Le CNN est tributaire de la collecte d’informations à partir des systèmes des différentes parties prenantes. Cela peut retarder les rapports et créer des difficultés de coordination exacerbées par l’inégalité des moyens logistiques et financiers entre les partenaires. En outre, la diffusion des résultats est limitée à des rapports et des réunions de coordination et il n’existe aucun mécanisme formel pour le partage de données entre les différents acteurs.

Conclusions

Un système de S & E idéal pour Madgascar est présenté ci-dessous. Il montre que, à chaque niveau géographique, il existe un échange de données entre l’entité responsable de la coordination et les différents prestataires de services, qu’ils soient publics ou privés. La collecte et l’analyse des données est effectuée à tous les niveaux pour aider les parties prenantes à prendre des décisions. Sa mise en œuvre nécessite la mobilisation de tous les acteurs. La création d’une plate-forme multisectorielle de S & E au niveau national sous la forme du groupe national de S & E aide à surmonter les obstacles institutionnels et à centraliser toutes les informations sur la nutrition.

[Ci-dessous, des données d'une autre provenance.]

use axum::{
    body::Bytes,
    extract::{Path, State},
    http::StatusCode,
    Json,
};

use crate::db;
use crate::error::{AppError, Result};
use crate::extract::{ApiJson, ApiQuery};
use crate::middleware::AuthUser;
use crate::models::{
    CreateWorkout, CreateWorkoutSet, EndWorkout, Page, RangeQuery, UpdateWorkout,
    UpdateWorkoutSet, Workout, WorkoutDetail, WorkoutSet,
};
use crate::repositories::{ExerciseRepository, WorkoutRepository};

#[derive(Clone)]
pub struct WorkoutsState {
    pub workout_repo: WorkoutRepository,
    pub exercise_repo: ExerciseRepository,
}

async fn find_workout(state: &WorkoutsState, id: &str, user_id: &str) -> Result<Workout> {
    state
        .workout_repo
        .find_by_id_for_user(id, user_id)
        .await?
        .ok_or_else(|| AppError::NotFound("workout not found".to_string()))
}

async fn find_set(state: &WorkoutsState, id: &str, user_id: &str) -> Result<WorkoutSet> {
    state
        .workout_repo
        .find_set_for_user(id, user_id)
        .await?
        .ok_or_else(|| AppError::NotFound("set not found".to_string()))
}

/// Sets may only reference shared exercises or the caller's own.
async fn ensure_exercise_visible(state: &WorkoutsState, id: &str, user_id: &str) -> Result<()> {
    let visible = state
        .exercise_repo
        .find_by_id(id)
        .await?
        .is_some_and(|exercise| exercise.is_visible_to(user_id));
    if !visible {
        return Err(AppError::Validation("unknown exerciseId".to_string()));
    }
    Ok(())
}

pub async fn list(
    State(state): State<WorkoutsState>,
    auth_user: AuthUser,
    ApiQuery(query): ApiQuery<RangeQuery>,
) -> Result<Json<Page<Workout>>> {
    let range = query.range();
    range.validate()?;
    let (limit, offset) = query.page().resolve()?;
    let (items, total) = state
        .workout_repo
        .list(&auth_user.id, &range, limit, offset)
        .await?;
    Ok(Json(Page {
        items,
        total,
        limit,
        offset,
    }))
}

pub async fn create(
    State(state): State<WorkoutsState>,
    auth_user: AuthUser,
    ApiJson(input): ApiJson<CreateWorkout>,
) -> Result<(StatusCode, Json<Workout>)> {
    let started_at = input
        .started_at
        .ok_or_else(|| AppError::Validation("startedAt is required".to_string()))?;
    let workout = state
        .workout_repo
        .create(&auth_user.id, started_at, input.note)
        .await?;
    tracing::debug!(workout_id = %workout.id, "Workout started");
    Ok((StatusCode::CREATED, Json(workout)))
}

pub async fn show(
    State(state): State<WorkoutsState>,
    auth_user: AuthUser,
    Path(id): Path<String>,
) -> Result<Json<Workout>> {
    Ok(Json(find_workout(&state, &id, &auth_user.id).await?))
}

pub async fn detail(
    State(state): State<WorkoutsState>,
    auth_user: AuthUser,
    Path(id): Path<String>,
) -> Result<Json<WorkoutDetail>> {
    let workout = find_workout(&state, &id, &auth_user.id).await?;
    let sets = state.workout_repo.list_sets(&workout.id).await?;
    Ok(Json(WorkoutDetail { workout, sets }))
}

pub async fn update(
    State(state): State<WorkoutsState>,
    auth_user: AuthUser,
    Path(id): Path<String>,
    ApiJson(patch): ApiJson<UpdateWorkout>,
) -> Result<Json<Workout>> {
    let mut workout = find_workout(&state, &id, &auth_user.id).await?;
    patch.apply(&mut workout);
    Ok(Json(state.workout_repo.update(workout).await?))
}

/// The body is optional; without `endedAt` the workout ends now.
pub async fn end(
    State(state): State<WorkoutsState>,
    auth_user: AuthUser,
    Path(id): Path<String>,
    body: Bytes,
) -> Result<Json<Workout>> {
    let input: EndWorkout = if body.iter().all(u8::is_ascii_whitespace) {
        EndWorkout::default()
    } else {
        serde_json::from_slice(&body)
            .map_err(|_| AppError::BadRequest("invalid body".to_string()))?
    };

    let mut workout = find_workout(&state, &id, &auth_user.id).await?;
    workout.ended_at = Some(input.ended_at.unwrap_or_else(db::now));
    Ok(Json(state.workout_repo.update(workout).await?))
}

pub async fn delete(
    State(state): State<WorkoutsState>,
    auth_user: AuthUser,
    Path(id): Path<String>,
) -> Result<StatusCode> {
    if !state.workout_repo.delete(&id, &auth_user.id).await? {
        return Err(AppError::NotFound("workout not found".to_string()));
    }
    Ok(StatusCode::NO_CONTENT)
}

pub async fn create_set(
    State(state): State<WorkoutsState>,
    auth_user: AuthUser,
    Path(workout_id): Path<String>,
    ApiJson(input): ApiJson<CreateWorkoutSet>,
) -> Result<(StatusCode, Json<WorkoutSet>)> {
    let workout = find_workout(&state, &workout_id, &auth_user.id).await?;
    ensure_exercise_visible(&state, &input.exercise_id, &auth_user.id).await?;
    let set = state.workout_repo.create_set(&workout.id, input).await?;
    Ok((StatusCode::CREATED, Json(set)))
}

pub async fn update_set(
    State(state): State<WorkoutsState>,
    auth_user: AuthUser,
    Path(id): Path<String>,
    ApiJson(patch): ApiJson<UpdateWorkoutSet>,
) -> Result<Json<WorkoutSet>> {
    let mut set = find_set(&state, &id, &auth_user.id).await?;
    if let Some(exercise_id) = &patch.exercise_id {
        if *exercise_id != set.exercise_id {
            ensure_exercise_visible(&state, exercise_id, &auth_user.id).await?;
        }
    }
    patch.apply(&mut set);
    Ok(Json(state.workout_repo.update_set(set).await?))
}

pub async fn delete_set(
    State(state): State<WorkoutsState>,
    auth_user: AuthUser,
    Path(id): Path<String>,
) -> Result<StatusCode> {
    let set = find_set(&state, &id, &auth_user.id).await?;
    state.workout_repo.delete_set(&set.id).await?;
    Ok(StatusCode::NO_CONTENT)
}
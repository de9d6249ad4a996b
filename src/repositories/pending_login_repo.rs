use chrono::{DateTime, Duration, Utc};
use rusqlite::OptionalExtension;

use crate::db::{self, to_sql_timestamp, DbPool};
use crate::error::{AppError, Result};

/// How long a started login may wait for the provider callback.
pub const PENDING_LOGIN_TTL_MINUTES: i64 = 10;

/// Values generated when a login starts and needed again at the callback.
#[derive(Debug, Clone, PartialEq)]
pub struct PendingLogin {
    pub state: String,
    pub nonce: String,
    pub code_verifier: String,
}

#[derive(Clone)]
pub struct PendingLoginRepository {
    pool: DbPool,
}

impl PendingLoginRepository {
    pub fn new(pool: DbPool) -> Self {
        Self { pool }
    }

    pub async fn create(&self, login: &PendingLogin) -> Result<()> {
        let pool = self.pool.clone();
        let login = login.clone();
        let now = db::now();
        let expires_at = now + Duration::minutes(PENDING_LOGIN_TTL_MINUTES);

        tokio::task::spawn_blocking(move || {
            let conn = pool.get()?;
            conn.execute(
                "INSERT INTO pending_logins (state, nonce, code_verifier, created_at, expires_at)
                 VALUES (?, ?, ?, ?, ?)",
                rusqlite::params![
                    login.state,
                    login.nonce,
                    login.code_verifier,
                    to_sql_timestamp(&now),
                    to_sql_timestamp(&expires_at)
                ],
            )?;
            Ok(())
        })
        .await
        .map_err(|e| AppError::Internal(e.to_string()))?
    }

    /// Remove and return the pending login for `state`, if it has not expired.
    /// The row is claimed by a single `DELETE ... RETURNING`, so concurrent
    /// callbacks with the same state get it at most once.
    pub async fn take(&self, state: &str) -> Result<Option<PendingLogin>> {
        let pool = self.pool.clone();
        let state = state.to_string();
        let now = Utc::now();

        tokio::task::spawn_blocking(move || {
            let conn = pool.get()?;
            let row: Option<(String, String, DateTime<Utc>)> = conn
                .query_row(
                    "DELETE FROM pending_logins WHERE state = ?
                     RETURNING nonce, code_verifier, expires_at",
                    [&state],
                    |row| Ok((row.get(0)?, row.get(1)?, row.get(2)?)),
                )
                .optional()?;

            Ok(match row {
                Some((nonce, code_verifier, expires_at)) if expires_at > now => {
                    Some(PendingLogin {
                        state,
                        nonce,
                        code_verifier,
                    })
                }
                _ => None,
            })
        })
        .await
        .map_err(|e| AppError::Internal(e.to_string()))?
    }

    pub async fn cleanup_expired(&self) -> Result<usize> {
        let pool = self.pool.clone();
        let now = to_sql_timestamp(&Utc::now());

        tokio::task::spawn_blocking(move || {
            let conn = pool.get()?;
            let removed =
                conn.execute("DELETE FROM pending_logins WHERE expires_at <= ?", [&now])?;
            Ok(removed)
        })
        .await
        .map_err(|e| AppError::Internal(e.to_string()))?
    }
}
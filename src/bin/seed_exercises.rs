//! Install the shared exercise catalog. Safe to run repeatedly.

use tracing_subscriber::{layer::SubscriberExt, util::SubscriberInitExt};

use logbook::config::Config;
use logbook::db;
use logbook::migrations::run_migrations;
use logbook::models::ExerciseType;
use logbook::repositories::{ExerciseRepository, SharedExercise};

const SHARED_EXERCISES: &[SharedExercise] = &[
    SharedExercise {
        id: "5638ccdd-71da-4977-a53b-bc21afa04b6c",
        name: "Deadlift",
        exercise_type: ExerciseType::Strength,
        primary_muscle: "back",
    },
    SharedExercise {
        id: "6e1ee985-7bbe-45d6-b4c6-d2f7892ded8d",
        name: "Bench Press",
        exercise_type: ExerciseType::Strength,
        primary_muscle: "chest",
    },
    SharedExercise {
        id: "b9d17a4f-20ba-4983-88fb-2fefe713e132",
        name: "Lat Pulldown",
        exercise_type: ExerciseType::Strength,
        primary_muscle: "back",
    },
    SharedExercise {
        id: "d2aa8df7-d422-4f87-b103-dd10ef9b1838",
        name: "Shoulder Press",
        exercise_type: ExerciseType::Strength,
        primary_muscle: "shoulders",
    },
    SharedExercise {
        id: "de1ed478-9973-4c7c-b623-f4562f11e29e",
        name: "Back Squat",
        exercise_type: ExerciseType::Strength,
        primary_muscle: "legs",
    },
];

#[tokio::main]
async fn main() -> anyhow::Result<()> {
    dotenvy::dotenv().ok();

    tracing_subscriber::registry()
        .with(
            tracing_subscriber::EnvFilter::try_from_default_env()
                .unwrap_or_else(|_| "logbook=info".into()),
        )
        .with(tracing_subscriber::fmt::layer())
        .init();

    let config = Config::from_env()?;

    let pool = db::create_pool(&config.database_url)?;
    run_migrations(&pool)?;

    let inserted = ExerciseRepository::new(pool)
        .seed_shared(SHARED_EXERCISES)
        .await?;
    tracing::info!(
        "Seeded {} of {} shared exercises",
        inserted,
        SHARED_EXERCISES.len()
    );
    Ok(())
}
use serde::{Deserialize, Serialize};

use crate::error::{AppError, Result};

pub const DEFAULT_LIMIT: i64 = 20;
pub const MAX_LIMIT: i64 = 200;

/// Envelope returned by every list endpoint.
#[derive(Debug, Clone, Serialize, Deserialize, PartialEq)]
pub struct Page<T> {
    pub items: Vec<T>,
    pub total: i64,
    pub limit: i64,
    pub offset: i64,
}

/// `limit`/`offset` query parameters before defaults and bounds are applied.
#[derive(Debug, Clone, Copy, Default, Serialize, Deserialize)]
pub struct PageParams {
    #[serde(default, skip_serializing_if = "Option::is_none")]
    pub limit: Option<i64>,
    #[serde(default, skip_serializing_if = "Option::is_none")]
    pub offset: Option<i64>,
}

impl PageParams {
    /// Resolve to `(limit, offset)`, rejecting out-of-range values.
    pub fn resolve(&self) -> Result<(i64, i64)> {
        let limit = match self.limit {
            None => DEFAULT_LIMIT,
            Some(v) if (1..=MAX_LIMIT).contains(&v) => v,
            Some(_) => return Err(AppError::BadRequest("invalid 'limit'".to_string())),
        };
        let offset = match self.offset {
            None => 0,
            Some(v) if v >= 0 => v,
            Some(_) => return Err(AppError::BadRequest("invalid 'offset'".to_string())),
        };
        Ok((limit, offset))
    }
}
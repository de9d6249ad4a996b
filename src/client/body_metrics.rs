use super::forms::BodyMetricForm;
use super::{ApiClient, ClientResult, ResourceState};
use crate::models::{BodyMetric, RangeQuery, UpdateBodyMetric};

pub struct BodyMetricStore {
    client: ApiClient,
    pub metrics: ResourceState<Vec<BodyMetric>>,
    pub total: i64,
    pub query: RangeQuery,
}

impl BodyMetricStore {
    pub fn new(client: ApiClient) -> Self {
        Self {
            client,
            metrics: ResourceState::Idle,
            total: 0,
            query: RangeQuery::default(),
        }
    }

    pub async fn load(&mut self) {
        self.metrics = ResourceState::Loading;
        match self.client.list_body_metrics(&self.query).await {
            Ok(page) => {
                self.total = page.total;
                self.metrics = ResourceState::Loaded(page.items);
            }
            Err(e) => self.metrics = ResourceState::Error(e.to_string()),
        }
    }

    pub async fn set_range(&mut self, query: RangeQuery) {
        self.query = query;
        self.load().await;
    }

    pub async fn create(&mut self, form: &BodyMetricForm) -> ClientResult<BodyMetric> {
        let input = form.to_input()?;
        let metric = self.client.create_body_metric(&input).await?;
        self.load().await;
        Ok(metric)
    }

    pub async fn update(&mut self, id: &str, patch: &UpdateBodyMetric) -> ClientResult<BodyMetric> {
        let metric = self.client.update_body_metric(id, patch).await?;
        self.load().await;
        Ok(metric)
    }

    pub async fn delete(&mut self, id: &str) -> ClientResult<()> {
        self.client.delete_body_metric(id).await?;
        self.load().await;
        Ok(())
    }
}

La plate-forme nationale doit idéalement inclure tous les départements ministériels, les représentants des différents programmes, les agences du système des Nations Unies, les donateurs, les organisations de la société civile et le secteur privé. Cela aiderait à résoudre les conflits, promouvoir l’harmonisation des méthodes et assurer des normes élevées de qualité entre tous les producteurs de données. Les ressources humaines doivent être renforcées – en nombre et en diversité – pour que la plate-forme fonctionne de manière optimale.

En outre le renforcement des groupes régionaux de S & E est nécessaire pour fournir des ressources financières suffisantes et des logiciels afin qu’ils puissent collecter, rassembler et analyser des données et préparer des rapports en temps opportun pour l’utilisation de toutes les parties prenantes aux niveaux du district, régional et national.

Le succès du système d’information nutritionnelle de Madagascar est basé sur l’appropriation du système à tous les niveaux – central au local – et par toutes les parties prenantes. Le système a été mis au point sous la direction du CNN et de manière participative. Le lancement du système vise à assurer une plus grande synergie entre les intervenants et une meilleure harmonisation des activités.

Principaux enseignements

  • La coordination de la collecte des données est primordiale. Les systèmes de collecte de données non coordonnés qui s’appuient sur les mêmes sources constituent non seulement un gaspillage de ressources, mais contribuent à la surcharge, à la mauvaise qualité, aux lacunes, aux erreurs d’interprétation et aux retards dans l’analyse des données.

     

  • Certains systèmes d’information peuvent nécessiter une fusion pour assurer l’harmonisation et l’utilité des données.

     

  • Le succès du système d’information nutritionnelle de Madagascar est basé sur l’appropriation du système à tous les niveaux – central au local – et par toutes les parties prenantes. Cependant, il doit à présent être soutenu par une capacité accrue.